Nick's eyes don't leave the little girl who lays, awake now but silent, as though she knows not to disturb the moment despite having no idea of the fight she will one day face to ever feel okay, once she understood.
"When I were pregnant with Ry… Carla wanted me to call him Grace, if he were a girl."
"Is that what you've named her?"
Michelle nods, the duvet over her legs as she sits, watching the scene unfold. A broken father, a lost mother, an unknowing daughter. "Only for now, until you wanted to choose her proper name."
Nick shakes his head a fraction, "Carla would have liked that." He freezes, "That's the first time I've said her name, since…"
It doesn't take long for either of their tears to fall and before she knows what's happening, he is on the bed, sobbing against her shoulder and for a brief moment, Michelle feels like she is betraying her best friend. But then she realises, this is what she would have wanted. Pulling together like they had done for her so many times before, picking up the pieces of her mess, she would say. So she lets him cry, lets him whisper Carla's name over and over like he's praying she will somehow answer.
Maybe your light is the seed and the darkness the dirt. In spite of the uneven odds, beauty lifts from the earth
Eventually, Michelle rises and leaves the father with his child alone, for the first time. She pulls the door to, but not so much so that she can't hear if they need her. She makes herself a coffee in a cup she has no idea of the meaning behind, something only Nick and Carla would ever understand, then she settles onto the sofa, under a blanket that started the very beginning of what had blossomed into the little girl in the next room.
He wants to hold her so very much, but he is scared he will break her. Instead, he perches on the end of the bed and lets her tiny hand hold his thumb.
"Hello." He whispers, as though he doesn't have a million other things to say that she will never understand.
"Sorry I haven't been around.
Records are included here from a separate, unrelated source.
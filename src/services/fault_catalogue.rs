//! Fault catalogue: which faults exist, how likely they are and how long they
//! last. The simulator asks this module for faults and only keeps the books.

use rand::Rng;

use crate::models::telemetry::{
    AlarmSeverity, FaultCategory, FaultDescriptor, PanelFaultDescriptor, PanelFaultType,
};

/// Inverter fault code that overrides the heatsink temperature.
pub const INVERTER_THERMAL_CODE: &str = "INV_OVERTEMP";
pub const TRANSFORMER_WINDING_CODE: &str = "TRF_WINDING_OVERHEAT";
pub const TRANSFORMER_OIL_CODE: &str = "TRF_OIL_OVERHEAT";

pub const LOW_PERFORMANCE_TITLE: &str = "Low Performance Ratio";
pub const CRITICAL_PERFORMANCE_TITLE: &str = "Critical Performance Degradation";

const MINUTE_MS: u64 = 60_000;
const SYSTEM_ALERT_CLEAR_MS: u64 = 30 * MINUTE_MS;

/// Source of fault descriptors consumed by the simulator.
pub trait FaultSource {
    /// One Bernoulli trial at `probability`; `Some` on success.
    fn maybe_generate_fault<R: Rng + ?Sized>(
        &self,
        rng: &mut R,
        category: FaultCategory,
        equipment_id: &str,
        probability: f64,
    ) -> Option<FaultDescriptor>;

    fn maybe_generate_panel_fault<R: Rng + ?Sized>(
        &self,
        rng: &mut R,
        panel_index: usize,
        probability: f64,
    ) -> Option<PanelFaultDescriptor>;

    /// Deterministic plant-wide rule on the performance ratio.
    fn check_performance_threshold(&self, performance_ratio: f64) -> Option<FaultDescriptor>;

    /// Manual injection: always yields a fault, no probability draw.
    fn generate_random_fault<R: Rng + ?Sized>(
        &self,
        rng: &mut R,
        category: FaultCategory,
        equipment_id: &str,
    ) -> FaultDescriptor;

    /// Manual injection for a panel.
    fn generate_random_panel_fault<R: Rng + ?Sized>(
        &self,
        rng: &mut R,
        panel_index: usize,
    ) -> PanelFaultDescriptor;
}

struct FaultTemplate {
    code: &'static str,
    severity: AlarmSeverity,
    title: &'static str,
    message: &'static str,
    auto_clear_ms: u64,
}

const INVERTER_FAULTS: &[FaultTemplate] = &[
    FaultTemplate {
        code: INVERTER_THERMAL_CODE,
        severity: AlarmSeverity::Warning,
        title: "Inverter Overtemperature",
        message: "heatsink temperature above derating threshold",
        auto_clear_ms: 10 * MINUTE_MS,
    },
    FaultTemplate {
        code: "INV_GRID_FAULT",
        severity: AlarmSeverity::Critical,
        title: "Grid Fault",
        message: "AC voltage or frequency outside protection limits, inverter tripped",
        auto_clear_ms: 5 * MINUTE_MS,
    },
    FaultTemplate {
        code: "INV_ISOLATION_FAULT",
        severity: AlarmSeverity::Critical,
        title: "Isolation Fault",
        message: "DC isolation resistance below 1 MΩ, manual inspection required",
        auto_clear_ms: 0,
    },
    FaultTemplate {
        code: "INV_COMM_LOSS",
        severity: AlarmSeverity::Warning,
        title: "Communication Loss",
        message: "no response from inverter controller",
        auto_clear_ms: 2 * MINUTE_MS,
    },
    FaultTemplate {
        code: "INV_MPPT_FAILURE",
        severity: AlarmSeverity::Warning,
        title: "MPPT Failure",
        message: "MPPT tracker failed to converge",
        auto_clear_ms: 15 * MINUTE_MS,
    },
];

const TRANSFORMER_FAULTS: &[FaultTemplate] = &[
    FaultTemplate {
        code: TRANSFORMER_WINDING_CODE,
        severity: AlarmSeverity::Critical,
        title: "Winding Overheat",
        message: "winding hot-spot temperature above 95 °C",
        auto_clear_ms: 20 * MINUTE_MS,
    },
    FaultTemplate {
        code: TRANSFORMER_OIL_CODE,
        severity: AlarmSeverity::Warning,
        title: "Oil Overheat",
        message: "top-oil temperature above 80 °C",
        auto_clear_ms: 30 * MINUTE_MS,
    },
    FaultTemplate {
        code: "TRF_BUCHHOLZ_ALARM",
        severity: AlarmSeverity::Critical,
        title: "Buchholz Relay Alarm",
        message: "gas accumulation detected in Buchholz relay",
        auto_clear_ms: 0,
    },
];

const SYSTEM_FAULTS: &[FaultTemplate] = &[
    FaultTemplate {
        code: "SYS_GRID_CURTAILMENT",
        severity: AlarmSeverity::Warning,
        title: "Grid Curtailment",
        message: "export limited by grid operator setpoint",
        auto_clear_ms: 15 * MINUTE_MS,
    },
    FaultTemplate {
        code: "SYS_SCADA_LINK",
        severity: AlarmSeverity::Warning,
        title: "SCADA Link Degraded",
        message: "plant controller heartbeat delayed",
        auto_clear_ms: 5 * MINUTE_MS,
    },
];

struct PanelFaultTemplate {
    fault_type: PanelFaultType,
    code: &'static str,
    severity: AlarmSeverity,
    title: &'static str,
    impact: (f64, f64),
    auto_clear_ms: u64,
}

const PANEL_FAULTS: &[PanelFaultTemplate] = &[
    PanelFaultTemplate {
        fault_type: PanelFaultType::HotSpot,
        code: "PNL_HOT_SPOT",
        severity: AlarmSeverity::Warning,
        title: "Panel Hot Spot",
        impact: (0.60, 0.80),
        auto_clear_ms: 60 * MINUTE_MS,
    },
    PanelFaultTemplate {
        fault_type: PanelFaultType::Soiling,
        code: "PNL_SOILING",
        severity: AlarmSeverity::Info,
        title: "Panel Soiling",
        impact: (0.85, 0.95),
        auto_clear_ms: 120 * MINUTE_MS,
    },
    PanelFaultTemplate {
        fault_type: PanelFaultType::Crack,
        code: "PNL_CRACK",
        severity: AlarmSeverity::Warning,
        title: "Cell Crack",
        impact: (0.70, 0.90),
        auto_clear_ms: 0,
    },
    PanelFaultTemplate {
        fault_type: PanelFaultType::BypassDiode,
        code: "PNL_BYPASS_DIODE",
        severity: AlarmSeverity::Critical,
        title: "Bypass Diode Failure",
        impact: (0.55, 0.70),
        auto_clear_ms: 0,
    },
    PanelFaultTemplate {
        fault_type: PanelFaultType::Shading,
        code: "PNL_SHADING",
        severity: AlarmSeverity::Info,
        title: "Partial Shading",
        impact: (0.50, 0.80),
        auto_clear_ms: 30 * MINUTE_MS,
    },
];

/// Built-in catalogue of inverter, transformer and panel faults.
#[derive(Debug, Clone, Default)]
pub struct FaultCatalogue;

impl FaultCatalogue {
    pub fn new() -> Self {
        Self
    }

    fn templates(category: FaultCategory) -> Option<&'static [FaultTemplate]> {
        match category {
            FaultCategory::Inverter => Some(INVERTER_FAULTS),
            FaultCategory::Transformer => Some(TRANSFORMER_FAULTS),
            FaultCategory::System => Some(SYSTEM_FAULTS),
            FaultCategory::Panel => None,
        }
    }

    fn describe(template: &FaultTemplate, category: FaultCategory, equipment_id: &str) -> FaultDescriptor {
        FaultDescriptor {
            code: template.code.to_string(),
            severity: template.severity,
            category,
            title: template.title.to_string(),
            message: format!("{}: {}", equipment_id, template.message),
            auto_clear_ms: template.auto_clear_ms,
        }
    }

    fn describe_panel<R: Rng + ?Sized>(rng: &mut R, template: &PanelFaultTemplate, panel_index: usize) -> PanelFaultDescriptor {
        let (lo, hi) = template.impact;
        let performance_impact = rng.random_range(lo..=hi);
        PanelFaultDescriptor {
            fault_type: template.fault_type,
            performance_impact,
            alert: FaultDescriptor {
                code: template.code.to_string(),
                severity: template.severity,
                category: FaultCategory::Panel,
                title: template.title.to_string(),
                message: format!(
                    "panel #{}: output reduced to {:.0}% of nominal",
                    panel_index,
                    performance_impact * 100.0
                ),
                auto_clear_ms: template.auto_clear_ms,
            },
        }
    }
}

impl FaultSource for FaultCatalogue {
    fn maybe_generate_fault<R: Rng + ?Sized>(
        &self,
        rng: &mut R,
        category: FaultCategory,
        equipment_id: &str,
        probability: f64,
    ) -> Option<FaultDescriptor> {
        if rng.random::<f64>() >= probability {
            return None;
        }
        Some(self.generate_random_fault(rng, category, equipment_id))
    }

    fn maybe_generate_panel_fault<R: Rng + ?Sized>(
        &self,
        rng: &mut R,
        panel_index: usize,
        probability: f64,
    ) -> Option<PanelFaultDescriptor> {
        if rng.random::<f64>() >= probability {
            return None;
        }
        Some(self.generate_random_panel_fault(rng, panel_index))
    }

    fn check_performance_threshold(&self, performance_ratio: f64) -> Option<FaultDescriptor> {
        let (code, severity, title) = if performance_ratio < 0.5 {
            ("SYS_PR_CRITICAL", AlarmSeverity::Critical, CRITICAL_PERFORMANCE_TITLE)
        } else if performance_ratio < 0.7 {
            ("SYS_PR_LOW", AlarmSeverity::Warning, LOW_PERFORMANCE_TITLE)
        } else {
            return None;
        };
        Some(FaultDescriptor {
            code: code.to_string(),
            severity,
            category: FaultCategory::System,
            title: title.to_string(),
            message: format!("plant performance ratio at {:.1}%", performance_ratio * 100.0),
            auto_clear_ms: SYSTEM_ALERT_CLEAR_MS,
        })
    }

    fn generate_random_fault<R: Rng + ?Sized>(
        &self,
        rng: &mut R,
        category: FaultCategory,
        equipment_id: &str,
    ) -> FaultDescriptor {
        match Self::templates(category) {
            Some(templates) => {
                let idx = rng.random_range(0..templates.len());
                Self::describe(&templates[idx], category, equipment_id)
            }
            None => {
                let t = &PANEL_FAULTS[rng.random_range(0..PANEL_FAULTS.len())];
                FaultDescriptor {
                    code: t.code.to_string(),
                    severity: t.severity,
                    category,
                    title: t.title.to_string(),
                    message: format!("{}: {}", equipment_id, t.title.to_lowercase()),
                    auto_clear_ms: t.auto_clear_ms,
                }
            }
        }
    }

    fn generate_random_panel_fault<R: Rng + ?Sized>(
        &self,
        rng: &mut R,
        panel_index: usize,
    ) -> PanelFaultDescriptor {
        let idx = rng.random_range(0..PANEL_FAULTS.len());
        Self::describe_panel(rng, &PANEL_FAULTS[idx], panel_index)
    }
}

#[cfg(test)]
mod tests {
    use super::*;
    use rand::SeedableRng;
    use rand::rngs::StdRng;

    #[test]
    fn zero_probability_never_fires() {
        let mut rng = StdRng::seed_from_u64(1);
        let cat = FaultCatalogue::new();
        for _ in 0..1000 {
            assert!(cat.maybe_generate_fault(&mut rng, FaultCategory::Inverter, "INV-01", 0.0).is_none());
            assert!(cat.maybe_generate_panel_fault(&mut rng, 3, 0.0).is_none());
        }
    }

    #[test]
    fn certain_probability_always_fires() {
        let mut rng = StdRng::seed_from_u64(2);
        let cat = FaultCatalogue::new();
        for _ in 0..200 {
            let fault = cat
                .maybe_generate_fault(&mut rng, FaultCategory::Transformer, "TRF-01", 1.0)
                .unwrap();
            assert_eq!(fault.category, FaultCategory::Transformer);
            assert!(fault.code.starts_with("TRF_"));
            assert!(fault.message.starts_with("TRF-01"));
        }
    }

    #[test]
    fn panel_impact_stays_in_unit_interval() {
        let mut rng = StdRng::seed_from_u64(3);
        let cat = FaultCatalogue::new();
        for i in 0..500 {
            let fault = cat.generate_random_panel_fault(&mut rng, i);
            assert!(fault.performance_impact > 0.0 && fault.performance_impact <= 1.0);
            assert_eq!(fault.alert.category, FaultCategory::Panel);
        }
    }

    #[test]
    fn threshold_rule_is_deterministic() {
        let cat = FaultCatalogue::new();
        assert!(cat.check_performance_threshold(0.95).is_none());
        assert!(cat.check_performance_threshold(0.7).is_none());
        assert_eq!(cat.check_performance_threshold(0.65).unwrap().title, LOW_PERFORMANCE_TITLE);
        let critical = cat.check_performance_threshold(0.2).unwrap();
        assert_eq!(critical.title, CRITICAL_PERFORMANCE_TITLE);
        assert_eq!(critical.severity, AlarmSeverity::Critical);
        assert_eq!(critical.auto_clear_ms, SYSTEM_ALERT_CLEAR_MS);
    }

    #[test]
    fn every_inverter_code_is_reachable() {
        let mut rng = StdRng::seed_from_u64(4);
        let cat = FaultCatalogue::new();
        let mut seen = std::collections::HashSet::new();
        for _ in 0..500 {
            seen.insert(cat.generate_random_fault(&mut rng, FaultCategory::Inverter, "INV-02").code);
        }
        assert_eq!(seen.len(), INVERTER_FAULTS.len());
        assert!(seen.contains(INVERTER_THERMAL_CODE));
    }

    #[test]
    fn panel_and_system_categories_use_their_own_tables() {
        let mut rng = StdRng::seed_from_u64(5);
        let cat = FaultCatalogue::new();
        for _ in 0..50 {
            assert!(cat.generate_random_fault(&mut rng, FaultCategory::Panel, "PNL-7").code.starts_with("PNL_"));
            assert!(cat.generate_random_fault(&mut rng, FaultCategory::System, "PLANT").code.starts_with("SYS_"));
        }
    }
}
I guess you scare me a bit." He is close enough that she can study his face, as he does to her.
"We were going to have it all, us three. We really could have been good for each other." Pain. "Your mum was terrified of you, you know. She barely even got to meet you." His littlest finger of his spare hand strokes her cheek and he is surprised by how warm she feels against his skin when the last time he had seen her mother she had been so cold.
"She would have loved you a whole lot, I think. She already did. We both did." Silence, but warmth, something he hasn't felt in so long.
"I won't let you forget her. She wasn't a very forgettable person, Gracie." He's suddenly cradling her against his chest as he slumps against the wall and he doesn't know how either of them got there but he knows he feels like he has just come up for air again.
He knows Michelle isn't far, just the other side of the door and he doesn't know how, but he knows somehow, the three of them will get through it.
He doesn't think he'll ever get over her, but he doesn't think anyone ever should. But they'll get through it, because they have to.
Because she would want them to.
He doesn't know how to be a dad, he doesn't even know how to be okay anymore. But he knows he can still hear her sometimes, as though she is right beside him and sometimes he swears he can feel the warmth of her breath hot against his neck. He knows her, he knows she doesn't really like goodbyes.
That's how he knows they'll get through it. Because she will always be there, always just out of reach, but always within sight if they merely close their eyes.
You're much too young now, so I write these words down, "Darkness exists to make light truly count."